Only 4% of Cape Flats sand fynbos remains in good condition, and only 1% is conserved. Tokai Park contains a large proportion of this area that can be conserved. With the threatened species it is a site of global significance.

This biodiversity exists successfully alongside well-used dog walking, running, horse riding and cycling routes through the fynbos, Rebelo says.

More people are using Tokai Park than ever before. Increasing numbers of visitors is commendable and proves fynbos and the Tokai community can live together.

The FOTP support:
. the harvesting of all Monterey pine plantations in Tokai Park;
. the ongoing restoration of critically endangered Cape Flats sand fynbos;
. the conservation management efforts of Sanparks;
. providing tree shade in adjacent green belts and parks where it does not compromise critically endangered fynbos;
. the maintenance of shade trees at the Tokai Arboretum, Tokai picnic site and the historical farmscape around Tokai Manor;
. the continued effort to shade perimeter paths in Tokai Park with indigenous trees;
. the naming and labelling of paths; and
. the construction of a safety viewing platform.

“Further, the FOTP deplore and condemn the wastage of resources on divisive legal matters. This is lost money that could have been spent on restoring fynbos, establishing shaded pathways in Tokai and uplifting needy neighbouring communities.

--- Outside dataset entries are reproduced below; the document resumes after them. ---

// Configuration loading

use crate::storage::{FileStorage, SqliteStorage, Storage};
use eyre::{Context, Result};
use serde::{Deserialize, Serialize};
use std::fs;
use std::path::{Path, PathBuf};
use tracing::{debug, info};

const APP_DIR: &str = "taskmaster";
const CONFIG_FILE: &str = "config.yml";
const SQLITE_FILE: &str = "taskmaster.db";

/// Which storage implementation backs the task store
#[derive(Debug, Clone, Copy, Default, PartialEq, Eq, Serialize, Deserialize, clap::ValueEnum)]
#[serde(rename_all = "lowercase")]
pub enum Backend {
    #[default]
    File,
    Sqlite,
}

#[derive(Debug, Clone, PartialEq, Serialize, Deserialize)]
#[serde(default)]
pub struct Config {
    pub data_dir: PathBuf,
    pub backend: Backend,
    pub log_level: String,
}

impl Default for Config {
    fn default() -> Self {
        Self {
            data_dir: default_data_dir(),
            backend: Backend::default(),
            log_level: "warn".to_string(),
        }
    }
}

impl Config {
    /// Load from `path`, or from the default location when `None`
    ///
    /// A missing file yields the defaults; a malformed one is an error.
    pub fn load(path: Option<&Path>) -> Result<Self> {
        let path = match path {
            Some(p) => p.to_path_buf(),
            None => match default_config_path() {
                Some(p) => p,
                None => return Ok(Self::default()),
            },
        };

        if !path.exists() {
            debug!(path = ?path, "No config file, using defaults");
            return Ok(Self::default());
        }

        let content = fs::read_to_string(&path).context(format!("Failed to read config file {}", path.display()))?;
        let config: Config =
            serde_yaml::from_str(&content).context(format!("Failed to parse config file {}", path.display()))?;
        info!(path = ?path, "Loaded config");
        Ok(config)
    }

    /// Open the configured storage backend under `data_dir`
    pub fn open_storage(&self) -> Result<Box<dyn Storage>> {
        let storage: Box<dyn Storage> = match self.backend {
            Backend::File => Box::new(FileStorage::open(&self.data_dir)?),
            Backend::Sqlite => Box::new(SqliteStorage::open(self.data_dir.join(SQLITE_FILE))?),
        };
        Ok(storage)
    }
}

pub fn default_config_path() -> Option<PathBuf> {
    dirs::config_dir().map(|dir| dir.join(APP_DIR).join(CONFIG_FILE))
}

fn default_data_dir() -> PathBuf {
    dirs::data_dir()
        .map(|dir| dir.join(APP_DIR))
        .unwrap_or_else(|| PathBuf::from(".taskmaster"))
}
// View filtering for tasks

use crate::models::Task;

/// Which subset of the collection is exposed as the active view
#[derive(Debug, Clone, Copy, Default, PartialEq, Eq, clap::ValueEnum)]
pub enum FilterCriterion {
    #[default]
    All,
    Completed,
    Pending,
}

impl FilterCriterion {
    pub const VARIANTS: [FilterCriterion; 3] = [FilterCriterion::All, FilterCriterion::Pending, FilterCriterion::Completed];

    pub fn matches(self, task: &Task) -> bool {
        match self {
            FilterCriterion::All => true,
            FilterCriterion::Completed => task.completed,
            FilterCriterion::Pending => !task.completed,
        }
    }
}

impl std::fmt::Display for FilterCriterion {
    fn fmt(&self, f: &mut std::fmt::Formatter<'_>) -> std::fmt::Result {
        f.pad(match self {
            FilterCriterion::All => "all",
            FilterCriterion::Completed => "completed",
            FilterCriterion::Pending => "pending",
        })
    }
}

#[cfg(test)]
mod tests {
    use super::*;

    fn task(completed: bool) -> Task {
        let mut task = Task::new("sample".to_string());
        task.completed = completed;
        task
    }

    #[test]
    fn test_filter_matches() {
        let done = task(true);
        let open = task(false);

        assert!(FilterCriterion::All.matches(&done));
        assert!(FilterCriterion::All.matches(&open));
        assert!(FilterCriterion::Completed.matches(&done));
        assert!(!FilterCriterion::Completed.matches(&open));
        assert!(FilterCriterion::Pending.matches(&open));
        assert!(!FilterCriterion::Pending.matches(&done));
    }

    #[test]
    fn test_filter_default_is_all() {
        assert_eq!(FilterCriterion::default(), FilterCriterion::All);
    }

    #[test]
    fn test_filter_display() {
        assert_eq!(FilterCriterion::All.to_string(), "all");
        assert_eq!(FilterCriterion::Completed.to_string(), "completed");
        assert_eq!(FilterCriterion::Pending.to_string(), "pending");
        assert_eq!(format!("{:<6}|", FilterCriterion::All), "all   |");
    }

    #[test]
    fn test_filter_variants_in_display_order() {
        let names: Vec<String> = FilterCriterion::VARIANTS.iter().map(|c| c.to_string()).collect();
        assert_eq!(names, vec!["all", "pending", "completed"]);
    }
}
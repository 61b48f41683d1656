// TaskMaster - Task list state container with pluggable key-value persistence

pub mod config;
pub mod filter;
pub mod models;
pub mod storage;
pub mod store;
pub mod theme;

// Re-export main types for convenience
pub use config::{Backend, Config};
pub use filter::FilterCriterion;
pub use models::{Task, TaskStats};
pub use storage::{FileStorage, MemoryStorage, SqliteStorage, Storage};
pub use store::{TASKS_KEY, TaskStore};
pub use theme::{DARK_MODE_KEY, ThemePreference};
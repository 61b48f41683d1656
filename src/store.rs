// Task state container with storage-backed persistence

use crate::filter::FilterCriterion;
use crate::models::{Task, TaskStats, normalize_text};
use crate::storage::Storage;
use eyre::{Context, Result};
use std::collections::HashSet;
use tracing::{debug, error, info, warn};

/// Storage key holding the serialized task collection
pub const TASKS_KEY: &str = "tasks";

/// Single owner of the task list, its view state and its persistence
///
/// Every mutator ends in `commit()`, which writes the whole collection to
/// the injected storage. A failed write is logged and remembered but never
/// rolls back the in-memory state.
pub struct TaskStore<S: Storage> {
    storage: S,
    tasks: Vec<Task>,
    filter: FilterCriterion,
    search_term: String,
    editing: Option<String>,
    last_persist_error: Option<String>,
}

impl<S: Storage> TaskStore<S> {
    /// Load the task collection from `storage`
    ///
    /// Missing, unreadable or corrupt data yields an empty collection.
    pub fn open(storage: S) -> Self {
        let tasks = Self::load_tasks(&storage);
        info!(count = tasks.len(), "Opened task store");

        Self {
            storage,
            tasks,
            filter: FilterCriterion::default(),
            search_term: String::new(),
            editing: None,
            last_persist_error: None,
        }
    }

    fn load_tasks(storage: &S) -> Vec<Task> {
        let raw = match storage.read(TASKS_KEY) {
            Ok(Some(raw)) => raw,
            Ok(None) => {
                debug!("No stored tasks, starting empty");
                return Vec::new();
            }
            Err(e) => {
                warn!(error = ?e, "Failed to read stored tasks, starting empty");
                return Vec::new();
            }
        };

        match serde_json::from_str::<Vec<Task>>(&raw) {
            Ok(tasks) => Self::drop_invalid(tasks),
            Err(e) => {
                warn!(error = ?e, "Failed to parse stored tasks, starting empty");
                Vec::new()
            }
        }
    }

    /// Skip records with blank or untrimmed text and any repeated id
    fn drop_invalid(tasks: Vec<Task>) -> Vec<Task> {
        let mut seen = HashSet::new();
        tasks
            .into_iter()
            .filter(|task| {
                if normalize_text(&task.text).as_deref() != Some(task.text.as_str()) {
                    warn!(id = %task.id, text = ?task.text, "Skipping stored task with invalid text");
                    return false;
                }
                if !seen.insert(task.id.clone()) {
                    warn!(id = %task.id, "Skipping stored task with duplicate id");
                    return false;
                }
                true
            })
            .collect()
    }

    /// Get a reference to the underlying storage
    pub fn storage(&self) -> &S {
        &self.storage
    }

    /// Get a mutable reference to the underlying storage
    pub fn storage_mut(&mut self) -> &mut S {
        &mut self.storage
    }

    // ========================================================================
    // Read API
    // ========================================================================

    /// The full collection in display order, ignoring filter and search
    pub fn tasks(&self) -> &[Task] {
        &self.tasks
    }

    pub fn get(&self, id: &str) -> Option<&Task> {
        self.tasks.iter().find(|t| t.id == id)
    }

    pub fn filter(&self) -> FilterCriterion {
        self.filter
    }

    pub fn search_term(&self) -> &str {
        &self.search_term
    }

    /// The task currently being edited, resolved by id
    pub fn edit_task(&self) -> Option<&Task> {
        self.editing.as_deref().and_then(|id| self.get(id))
    }

    /// Tasks matching both the active filter and the search term
    pub fn filtered_tasks(&self) -> Vec<&Task> {
        self.tasks
            .iter()
            .filter(|t| self.filter.matches(t) && t.matches(&self.search_term))
            .collect()
    }

    /// Counts over the full collection
    pub fn task_stats(&self) -> TaskStats {
        TaskStats::from_tasks(&self.tasks)
    }

    /// Message of the most recent failed write, cleared by the next successful one
    pub fn last_persist_error(&self) -> Option<&str> {
        self.last_persist_error.as_deref()
    }

    // ========================================================================
    // Mutations
    // ========================================================================

    /// Append a new task; `false` when the text is blank
    pub fn add_task(&mut self, raw_text: &str) -> bool {
        let Some(text) = normalize_text(raw_text) else {
            debug!("add_task: rejected blank text");
            return false;
        };

        let task = Task::new(text);
        debug!(id = %task.id, "add_task: appending");
        self.tasks.push(task);
        self.commit();
        true
    }

    /// Replace a task's text; `false` when the text is blank or the id is unknown
    pub fn edit_task_text(&mut self, id: &str, raw_text: &str) -> bool {
        let Some(text) = normalize_text(raw_text) else {
            debug!(id, "edit_task_text: rejected blank text");
            return false;
        };
        let Some(task) = self.tasks.iter_mut().find(|t| t.id == id) else {
            debug!(id, "edit_task_text: unknown id");
            return false;
        };

        task.text = text;
        self.clear_edit_cursor_for(id);
        self.commit();
        true
    }

    pub fn toggle_task(&mut self, id: &str) {
        let Some(task) = self.tasks.iter_mut().find(|t| t.id == id) else {
            return;
        };

        task.completed = !task.completed;
        debug!(id, completed = task.completed, "toggle_task");
        self.commit();
    }

    pub fn delete_task(&mut self, id: &str) {
        let Some(index) = self.tasks.iter().position(|t| t.id == id) else {
            return;
        };

        self.tasks.remove(index);
        self.clear_edit_cursor_for(id);
        debug!(id, "delete_task");
        self.commit();
    }

    /// Move the task at `from` to `to`, both positions in the full collection
    ///
    /// An out-of-range `from` is ignored and an out-of-range `to` is clamped
    /// to the last position.
    pub fn reorder_tasks(&mut self, from: usize, to: usize) {
        let len = self.tasks.len();
        if from >= len {
            warn!(from, len, "reorder_tasks: source index out of range");
            return;
        }

        let to = to.min(len - 1);
        if from == to {
            return;
        }

        let task = self.tasks.remove(from);
        self.tasks.insert(to, task);
        debug!(from, to, "reorder_tasks");
        self.commit();
    }

    /// Reorder using positions in the current filtered view
    pub fn reorder_visible(&mut self, drag: usize, drop: usize) {
        if drag == drop {
            return;
        }

        let (drag_id, drop_id) = {
            let visible = self.filtered_tasks();
            match (visible.get(drag), visible.get(drop)) {
                (Some(a), Some(b)) => (a.id.clone(), b.id.clone()),
                _ => return,
            }
        };

        let from = self.tasks.iter().position(|t| t.id == drag_id);
        let to = self.tasks.iter().position(|t| t.id == drop_id);
        if let (Some(from), Some(to)) = (from, to) {
            self.reorder_tasks(from, to);
        }
    }

    /// Complete every pending task; always persists, even when nothing was pending
    pub fn mark_all_completed(&mut self) {
        let mut changed = 0;
        for task in self.tasks.iter_mut().filter(|t| !t.completed) {
            task.completed = true;
            changed += 1;
        }

        debug!(changed, "mark_all_completed");
        self.commit();
    }

    /// Drop every pending task, returning how many were removed
    pub fn remove_pending_tasks(&mut self) -> usize {
        let before = self.tasks.len();
        self.tasks.retain(|t| t.completed);
        let removed = before - self.tasks.len();

        if removed > 0 {
            if self.edit_task().is_none() {
                self.editing = None;
            }
            debug!(removed, "remove_pending_tasks");
            self.commit();
        }
        removed
    }

    // ========================================================================
    // View state
    // ========================================================================

    pub fn set_filter(&mut self, criterion: FilterCriterion) {
        self.filter = criterion;
    }

    pub fn set_search_term(&mut self, term: &str) {
        self.search_term = term.to_lowercase();
    }

    /// Point the edit cursor at `id`; unknown ids clear it
    pub fn set_edit_task(&mut self, id: Option<&str>) {
        self.editing = id.filter(|id| self.get(id).is_some()).map(str::to_string);
    }

    // ========================================================================
    // Helper methods
    // ========================================================================

    fn clear_edit_cursor_for(&mut self, id: &str) {
        if self.editing.as_deref() == Some(id) {
            self.editing = None;
        }
    }

    /// Write the full collection to storage, keeping memory authoritative on failure
    fn commit(&mut self) {
        match self.persist() {
            Ok(()) => self.last_persist_error = None,
            Err(e) => {
                error!(error = ?e, count = self.tasks.len(), "Failed to persist tasks, continuing in memory");
                self.last_persist_error = Some(format!("{:#}", e));
            }
        }
    }

    fn persist(&mut self) -> Result<()> {
        let json = serde_json::to_string(&self.tasks).context("Failed to serialize tasks")?;
        self.storage
            .write(TASKS_KEY, &json)
            .context("Failed to write tasks to storage")
    }
}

“The petition, handed to Sanparks, is a victory for fynbos conservation and the Tokai community. We will continue working with the Tokai community – and any interested party – to restore and protect the endangered fynbos ecosystem in our neighbourhood,” says Rebelo.

However, Parkscape, a community forum created to liaise with Sanparks, is against the cutting of the pines.

The forum created a legal battle to ensure that the Tokai forest is preserved. Forum organisers say they are concerned that Sanparks may be acting in bad faith with regards to the management framework, given the sudden rush to fell the trees.

The matter is being heard at the Western Cape High Court. The stakeholders involved will be back in court on Monday 7 November.

The cutting of the pines has been put on hold until the court hearing (“Felling put on hold”).